■ Work instruction ■
In the entries below, find the line with "fn next_section_row(doc: &Document, label_row: usize)" and the line with "extract_relatives(&doc, CHILDREN_SECTION, SAMPLE_PROFILE_ID);". Reproduce those two lines and every line between them exactly, and nothing more.

(Items from a data source)
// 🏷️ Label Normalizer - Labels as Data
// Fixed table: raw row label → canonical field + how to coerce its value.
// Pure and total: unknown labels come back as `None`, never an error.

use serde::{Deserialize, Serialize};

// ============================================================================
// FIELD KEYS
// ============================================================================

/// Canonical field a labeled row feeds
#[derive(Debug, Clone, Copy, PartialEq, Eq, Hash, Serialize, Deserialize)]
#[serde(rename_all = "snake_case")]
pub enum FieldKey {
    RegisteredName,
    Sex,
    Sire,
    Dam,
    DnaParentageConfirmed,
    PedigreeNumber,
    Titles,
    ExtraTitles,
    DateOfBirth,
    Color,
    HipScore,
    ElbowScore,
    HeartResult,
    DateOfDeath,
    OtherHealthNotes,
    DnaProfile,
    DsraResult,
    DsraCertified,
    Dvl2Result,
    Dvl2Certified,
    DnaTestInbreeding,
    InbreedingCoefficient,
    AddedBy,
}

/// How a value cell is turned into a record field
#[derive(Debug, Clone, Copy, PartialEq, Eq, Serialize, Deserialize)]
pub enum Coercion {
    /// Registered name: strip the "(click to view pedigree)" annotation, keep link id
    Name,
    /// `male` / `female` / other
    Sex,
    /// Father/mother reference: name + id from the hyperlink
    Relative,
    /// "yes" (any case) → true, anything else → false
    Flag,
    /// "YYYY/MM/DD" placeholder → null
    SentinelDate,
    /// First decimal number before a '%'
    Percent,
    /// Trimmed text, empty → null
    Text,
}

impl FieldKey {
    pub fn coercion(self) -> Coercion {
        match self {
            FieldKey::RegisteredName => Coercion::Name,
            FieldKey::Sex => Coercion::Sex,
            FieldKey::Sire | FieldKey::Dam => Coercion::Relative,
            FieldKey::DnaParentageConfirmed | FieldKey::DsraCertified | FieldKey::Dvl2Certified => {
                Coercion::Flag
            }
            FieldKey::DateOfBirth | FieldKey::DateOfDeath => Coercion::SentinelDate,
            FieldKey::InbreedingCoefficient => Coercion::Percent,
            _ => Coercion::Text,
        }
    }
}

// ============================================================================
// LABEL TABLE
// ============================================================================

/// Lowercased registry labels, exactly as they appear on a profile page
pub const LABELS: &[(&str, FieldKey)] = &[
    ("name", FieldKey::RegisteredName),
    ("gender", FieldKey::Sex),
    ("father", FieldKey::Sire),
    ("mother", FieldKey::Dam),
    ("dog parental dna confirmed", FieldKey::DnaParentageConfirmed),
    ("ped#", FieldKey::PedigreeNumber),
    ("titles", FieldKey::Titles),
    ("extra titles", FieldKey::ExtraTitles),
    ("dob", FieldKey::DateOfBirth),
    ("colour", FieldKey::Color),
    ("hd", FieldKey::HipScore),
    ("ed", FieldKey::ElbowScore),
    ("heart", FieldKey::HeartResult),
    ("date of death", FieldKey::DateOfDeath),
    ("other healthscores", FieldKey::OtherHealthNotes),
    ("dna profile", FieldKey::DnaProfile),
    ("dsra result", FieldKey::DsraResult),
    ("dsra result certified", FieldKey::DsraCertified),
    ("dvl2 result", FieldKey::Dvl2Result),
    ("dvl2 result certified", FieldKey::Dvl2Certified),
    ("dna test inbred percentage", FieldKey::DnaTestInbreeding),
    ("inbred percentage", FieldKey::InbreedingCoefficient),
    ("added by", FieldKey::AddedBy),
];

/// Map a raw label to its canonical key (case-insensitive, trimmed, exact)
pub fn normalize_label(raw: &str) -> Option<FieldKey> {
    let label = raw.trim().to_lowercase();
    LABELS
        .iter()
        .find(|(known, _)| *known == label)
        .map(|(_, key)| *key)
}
--
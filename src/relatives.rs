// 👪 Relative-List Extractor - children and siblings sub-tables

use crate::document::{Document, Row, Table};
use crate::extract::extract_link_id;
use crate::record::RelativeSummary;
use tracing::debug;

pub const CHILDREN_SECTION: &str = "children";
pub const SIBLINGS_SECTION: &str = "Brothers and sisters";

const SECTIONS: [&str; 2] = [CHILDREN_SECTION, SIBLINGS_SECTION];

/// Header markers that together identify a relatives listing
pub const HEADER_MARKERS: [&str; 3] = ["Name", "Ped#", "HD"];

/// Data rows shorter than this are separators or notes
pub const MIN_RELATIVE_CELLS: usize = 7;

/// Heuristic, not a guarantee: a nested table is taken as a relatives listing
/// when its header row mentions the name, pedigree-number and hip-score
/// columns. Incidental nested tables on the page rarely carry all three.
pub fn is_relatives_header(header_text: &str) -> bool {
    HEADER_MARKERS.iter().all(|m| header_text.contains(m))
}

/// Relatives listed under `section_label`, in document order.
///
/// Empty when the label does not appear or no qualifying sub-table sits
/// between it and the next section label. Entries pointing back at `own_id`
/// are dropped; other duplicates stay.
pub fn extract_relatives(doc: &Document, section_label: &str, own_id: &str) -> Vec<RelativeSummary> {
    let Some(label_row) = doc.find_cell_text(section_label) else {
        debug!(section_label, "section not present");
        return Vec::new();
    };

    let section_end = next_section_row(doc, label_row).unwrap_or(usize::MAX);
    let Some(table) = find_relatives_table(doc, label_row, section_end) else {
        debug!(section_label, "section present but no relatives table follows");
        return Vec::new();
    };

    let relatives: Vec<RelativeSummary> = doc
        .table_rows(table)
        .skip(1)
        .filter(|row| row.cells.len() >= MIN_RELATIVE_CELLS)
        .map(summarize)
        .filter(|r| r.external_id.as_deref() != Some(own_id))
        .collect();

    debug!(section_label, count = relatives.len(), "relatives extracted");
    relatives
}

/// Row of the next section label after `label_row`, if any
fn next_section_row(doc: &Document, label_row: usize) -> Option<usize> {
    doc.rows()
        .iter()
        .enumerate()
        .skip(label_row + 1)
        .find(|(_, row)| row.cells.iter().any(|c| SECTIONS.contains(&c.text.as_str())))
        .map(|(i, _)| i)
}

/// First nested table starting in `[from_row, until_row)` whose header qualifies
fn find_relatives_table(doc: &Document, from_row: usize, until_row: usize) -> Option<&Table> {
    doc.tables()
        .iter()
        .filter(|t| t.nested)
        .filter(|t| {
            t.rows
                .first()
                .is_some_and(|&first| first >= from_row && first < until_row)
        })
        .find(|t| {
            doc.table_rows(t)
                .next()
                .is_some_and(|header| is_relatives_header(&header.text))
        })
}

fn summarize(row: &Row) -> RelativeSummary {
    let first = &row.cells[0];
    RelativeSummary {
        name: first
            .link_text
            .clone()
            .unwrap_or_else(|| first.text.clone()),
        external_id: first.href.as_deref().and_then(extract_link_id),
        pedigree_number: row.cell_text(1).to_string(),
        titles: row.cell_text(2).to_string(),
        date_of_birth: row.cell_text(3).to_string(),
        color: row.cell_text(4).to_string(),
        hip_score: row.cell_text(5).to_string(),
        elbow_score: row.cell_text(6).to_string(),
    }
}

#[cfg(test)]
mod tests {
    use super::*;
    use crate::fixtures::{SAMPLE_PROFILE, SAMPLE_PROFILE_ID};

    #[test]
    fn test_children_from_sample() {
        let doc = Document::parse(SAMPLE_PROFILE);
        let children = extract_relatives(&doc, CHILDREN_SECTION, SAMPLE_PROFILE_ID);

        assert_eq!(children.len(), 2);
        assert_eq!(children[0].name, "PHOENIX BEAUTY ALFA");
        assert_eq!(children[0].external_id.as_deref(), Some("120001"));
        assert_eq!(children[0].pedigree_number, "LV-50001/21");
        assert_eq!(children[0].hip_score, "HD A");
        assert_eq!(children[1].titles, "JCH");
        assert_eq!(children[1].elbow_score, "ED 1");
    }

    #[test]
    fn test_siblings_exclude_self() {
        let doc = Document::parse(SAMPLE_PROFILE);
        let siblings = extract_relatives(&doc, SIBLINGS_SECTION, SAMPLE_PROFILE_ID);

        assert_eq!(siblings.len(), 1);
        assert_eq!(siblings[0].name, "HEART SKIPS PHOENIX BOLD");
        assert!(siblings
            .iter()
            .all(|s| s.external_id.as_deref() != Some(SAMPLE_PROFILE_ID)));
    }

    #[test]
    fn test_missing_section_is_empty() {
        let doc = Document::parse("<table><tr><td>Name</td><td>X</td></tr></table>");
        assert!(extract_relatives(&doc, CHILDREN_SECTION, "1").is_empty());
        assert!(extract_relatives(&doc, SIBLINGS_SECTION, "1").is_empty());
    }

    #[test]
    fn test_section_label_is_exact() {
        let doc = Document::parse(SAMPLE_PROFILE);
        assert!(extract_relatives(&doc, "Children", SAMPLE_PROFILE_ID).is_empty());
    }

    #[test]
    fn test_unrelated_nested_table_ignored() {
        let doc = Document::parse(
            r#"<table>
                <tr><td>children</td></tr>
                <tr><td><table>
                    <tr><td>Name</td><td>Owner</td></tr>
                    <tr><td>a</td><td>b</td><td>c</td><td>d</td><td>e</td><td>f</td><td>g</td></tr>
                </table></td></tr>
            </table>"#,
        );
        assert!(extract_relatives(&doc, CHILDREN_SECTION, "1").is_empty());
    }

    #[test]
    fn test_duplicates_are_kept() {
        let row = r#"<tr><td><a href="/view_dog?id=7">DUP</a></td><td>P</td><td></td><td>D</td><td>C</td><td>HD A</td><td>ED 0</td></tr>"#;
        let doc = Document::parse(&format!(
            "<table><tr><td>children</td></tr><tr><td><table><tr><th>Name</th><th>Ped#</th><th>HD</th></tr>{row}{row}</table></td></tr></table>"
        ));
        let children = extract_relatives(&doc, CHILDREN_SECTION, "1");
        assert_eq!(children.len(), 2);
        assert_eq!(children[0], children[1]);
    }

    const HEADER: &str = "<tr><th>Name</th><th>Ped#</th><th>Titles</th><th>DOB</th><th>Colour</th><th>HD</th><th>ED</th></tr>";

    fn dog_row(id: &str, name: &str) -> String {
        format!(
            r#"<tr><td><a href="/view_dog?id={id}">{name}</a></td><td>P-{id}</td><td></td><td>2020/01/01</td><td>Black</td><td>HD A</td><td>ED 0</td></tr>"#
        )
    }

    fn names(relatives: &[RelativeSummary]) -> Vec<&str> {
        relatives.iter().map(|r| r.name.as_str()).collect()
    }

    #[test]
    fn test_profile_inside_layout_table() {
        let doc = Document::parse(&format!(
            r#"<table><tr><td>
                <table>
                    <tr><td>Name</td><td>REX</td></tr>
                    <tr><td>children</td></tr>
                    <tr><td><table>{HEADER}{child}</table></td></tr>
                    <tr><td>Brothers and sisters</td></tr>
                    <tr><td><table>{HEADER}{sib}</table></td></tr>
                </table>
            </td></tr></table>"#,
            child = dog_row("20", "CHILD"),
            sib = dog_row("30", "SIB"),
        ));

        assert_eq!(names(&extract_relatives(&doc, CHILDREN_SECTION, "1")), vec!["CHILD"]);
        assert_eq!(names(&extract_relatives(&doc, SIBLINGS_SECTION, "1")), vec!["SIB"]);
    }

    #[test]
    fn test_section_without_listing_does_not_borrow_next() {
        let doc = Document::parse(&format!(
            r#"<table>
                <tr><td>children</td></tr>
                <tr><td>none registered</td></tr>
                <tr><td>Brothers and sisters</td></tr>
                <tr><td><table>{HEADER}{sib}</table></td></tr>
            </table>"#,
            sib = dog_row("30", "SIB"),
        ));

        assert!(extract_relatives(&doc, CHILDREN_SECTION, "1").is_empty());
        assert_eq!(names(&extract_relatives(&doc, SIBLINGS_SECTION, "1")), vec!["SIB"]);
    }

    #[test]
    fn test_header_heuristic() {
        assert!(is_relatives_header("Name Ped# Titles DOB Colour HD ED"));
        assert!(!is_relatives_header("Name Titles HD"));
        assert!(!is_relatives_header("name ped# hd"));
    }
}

■ Exercise output ■
fn next_section_row(doc: &Document, label_row: usize) -> Option<usize> {
    doc.rows()
        .iter()
        .enumerate()
        .skip(label_row + 1)
        .find(|(_, row)| row.cells.iter().any(|c| SECTIONS.contains(&c.text.as_str())))
        .map(|(i, _)| i)
}

/// First nested table starting in `[from_row, until_row)` whose header qualifies
fn find_relatives_table(doc: &Document, from_row: usize, until_row: usize) -> Option<&Table> {
    doc.tables()
        .iter()
        .filter(|t| t.nested)
        .filter(|t| {
            t.rows
                .first()
                .is_some_and(|&first| first >= from_row && first < until_row)
        })
        .find(|t| {
            doc.table_rows(t)
                .next()
                .is_some_and(|header| is_relatives_header(&header.text))
        })
}

fn summarize(row: &Row) -> RelativeSummary {
    let first = &row.cells[0];
    RelativeSummary {
        name: first
            .link_text
            .clone()
            .unwrap_or_else(|| first.text.clone()),
        external_id: first.href.as_deref().and_then(extract_link_id),
        pedigree_number: row.cell_text(1).to_string(),
        titles: row.cell_text(2).to_string(),
        date_of_birth: row.cell_text(3).to_string(),
        color: row.cell_text(4).to_string(),
        hip_score: row.cell_text(5).to_string(),
        elbow_score: row.cell_text(6).to_string(),
    }
}

#[cfg(test)]
mod tests {
    use super::*;
    use crate::fixtures::{SAMPLE_PROFILE, SAMPLE_PROFILE_ID};

    #[test]
    fn test_children_from_sample() {
        let doc = Document::parse(SAMPLE_PROFILE);
        let children = extract_relatives(&doc, CHILDREN_SECTION, SAMPLE_PROFILE_ID);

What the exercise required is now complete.